Bullet points for ACTA debate in the EU

  1. “Practice what we preach, not what we do”. ACTA is a legally binding treaty for the  EU and EU member states but only a voluntary global benchmark for the US. While the EU considers it a legal obligation, the US considers ACTA a “voluntary agreement” that despite clearly contradicting a number of US laws will have no legal impact in the US. Therefore, ACTA will give a competitive advantage to US businesses who will enjoy a more flexible system, for example with the US “fair use” of copyrighted material, while European innovation, especially SMEs will be constrained by the binding obligations of ACTA and other new EU legislation that will increase costs and risks in Europe with regards to copyright enforcement.
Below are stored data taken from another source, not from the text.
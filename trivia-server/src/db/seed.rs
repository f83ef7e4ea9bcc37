//! Starter dataset: six categories and the classic trivia questions

use sqlx::PgPool;

use super::DbError;

/// `(id, type)`
pub const CATEGORIES: &[(i32, &str)] = &[
    (1, "Science"),
    (2, "Art"),
    (3, "Geography"),
    (4, "History"),
    (5, "Entertainment"),
    (6, "Sports"),
];

/// `(question, answer, category, difficulty)`
pub const QUESTIONS: &[(&str, &str, i32, i32)] = &[
    ("Whose autobiography is entitled 'I Know Why the Caged Bird Sings'?", "Maya Angelou", 4, 2),
    ("What boxer's original name is Cassius Clay?", "Muhammad Ali", 4, 1),
    ("What movie earned Tom Hanks his third straight Oscar nomination, in 1996?", "Apollo 13", 5, 4),
    ("What actor did author Anne Rice first denounce, then praise in the role of her beloved Lestat?", "Tom Cruise", 5, 4),
    ("What was the title of the 1990 fantasy directed by Tim Burton about a young man with multi-bladed appendages?", "Edward Scissorhands", 5, 3),
    ("Which is the only team to play in every soccer World Cup tournament?", "Brazil", 6, 3),
    ("Which country won the first ever soccer World Cup in 1930?", "Uruguay", 6, 4),
    ("Who invented Peanut Butter?", "George Washington Carver", 4, 2),
    ("What is the largest lake in Africa?", "Lake Victoria", 3, 2),
    ("In which royal palace would you find the Hall of Mirrors?", "The Palace of Versailles", 3, 3),
    ("The Taj Mahal is located in which Indian city?", "Agra", 3, 2),
    ("Which Dutch graphic artist, initials M C, was a creator of optical illusions?", "Escher", 2, 1),
    ("La Giaconda is better known as what?", "Mona Lisa", 2, 3),
    ("How many paintings did Van Gogh sell in his lifetime?", "One", 2, 4),
    ("Which American artist was a pioneer of Abstract Expressionism, and a leading exponent of action painting?", "Jackson Pollock", 2, 2),
    ("What is the heaviest organ in the human body?", "The Liver", 1, 4),
    ("Who discovered penicillin?", "Alexander Fleming", 1, 3),
    ("Hematology is a branch of medicine involving the study of what?", "Blood", 1, 4),
    ("Which dung beetle was worshipped by the ancient Egyptians?", "Scarab", 4, 4),
];

const SEED_LOCK_KEY: i64 = 0x7472_6976_6961;

/// Insert the starter dataset into empty tables.
///
/// Each table is only filled when it has no rows, so running this twice is
/// harmless. Returns `(categories, questions)` inserted.
pub async fn run(pool: &PgPool) -> Result<(u64, u64), DbError> {
    let mut tx = pool.begin().await?;

    // Serialize concurrent seeders; released on commit.
    sqlx::query("SELECT pg_advisory_xact_lock($1)")
        .bind(SEED_LOCK_KEY)
        .execute(&mut *tx)
        .await?;

    let category_count: i64 = sqlx::query_scalar("SELECT COUNT(*) FROM categories")
        .fetch_one(&mut *tx)
        .await?;
    let mut categories = 0;
    if category_count == 0 {
        for (id, kind) in CATEGORIES {
            sqlx::query("INSERT INTO categories (id, type) VALUES ($1, $2)")
                .bind(*id)
                .bind(*kind)
                .execute(&mut *tx)
                .await?;
            categories += 1;
        }
        // Keep SERIAL in step with the explicit ids above.
        sqlx::query("SELECT setval(pg_get_serial_sequence('categories', 'id'), (SELECT MAX(id) FROM categories))")
            .execute(&mut *tx)
            .await?;
    }

    let question_count: i64 = sqlx::query_scalar("SELECT COUNT(*) FROM questions")
        .fetch_one(&mut *tx)
        .await?;
    let mut questions = 0;
    if question_count == 0 {
        for (question, answer, category, difficulty) in QUESTIONS {
            sqlx::query(
                "INSERT INTO questions (question, answer, category, difficulty) VALUES ($1, $2, $3, $4)",
            )
            .bind(*question)
            .bind(*answer)
            .bind(*category)
            .bind(*difficulty)
            .execute(&mut *tx)
            .await?;
            questions += 1;
        }
    }

    tx.commit().await?;
    tracing::info!(categories, questions, "seed data inserted");
    Ok((categories, questions))
}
The US Supreme Court has recently ruled that a law very similiar to ACTA that established very high damages and penalties for IP violations was unsconstititional.
  2. EU legislation laundering. No criminal IP enforcement measures presently exist in the EU. ACTA establishes criminal sanctions in the EU through the back door, by means of an opaque international negotiation as opposed to normal democratic legislative procedures, both in member states and in the EP, that would be far more transparent and participative.
  3. ACTA is a US promoted initiative that globally favours the interests of the US entertainment industry and does not benefit EU member state economies. As revealed by Wikileaks the US Government has placed great pressure on EU governments to protect the US cultural industry in Europe while recent academic studies have shown that digital “piracy” has little or no general economic impact on European economies but rather shifts cultural spending toward more European based cultural activities as opposed to the purchase US controlled contents.
  4. ACTA will actually promote more piracy by focusing legislation on repressive measures instead of the necessary copyright reform that would favour the blossoming of new innovative digital business models. The threat of high damages and criminal measures in ACTA will make digital initiatives that could provide attractive prices for consumers even more difficult in the EU and therefore will stimulate more illegal downloads.
  5. ACTA will constitute a barrier to the access to the vast cultural legacy of historic works. ACTA could seriously obstruct the access to millions of orphan works, that are either out of print or of unknown authors, by increasing the penalties and criminal risks of using these works. The fear of high damages and other remedies could inhibit future legal solutions to flexibilise the use and enjoyment of historically accumulated culture in the EU while the US has found new paths of increasing access in this field.
  6. ACTA victimises non-comercial sharing of digital content placing outside the law millions of internet users. Commercial scale is defined very ambiguously as any “direct or indirect economic gain” against the opinion of the European Parliament and international organizations.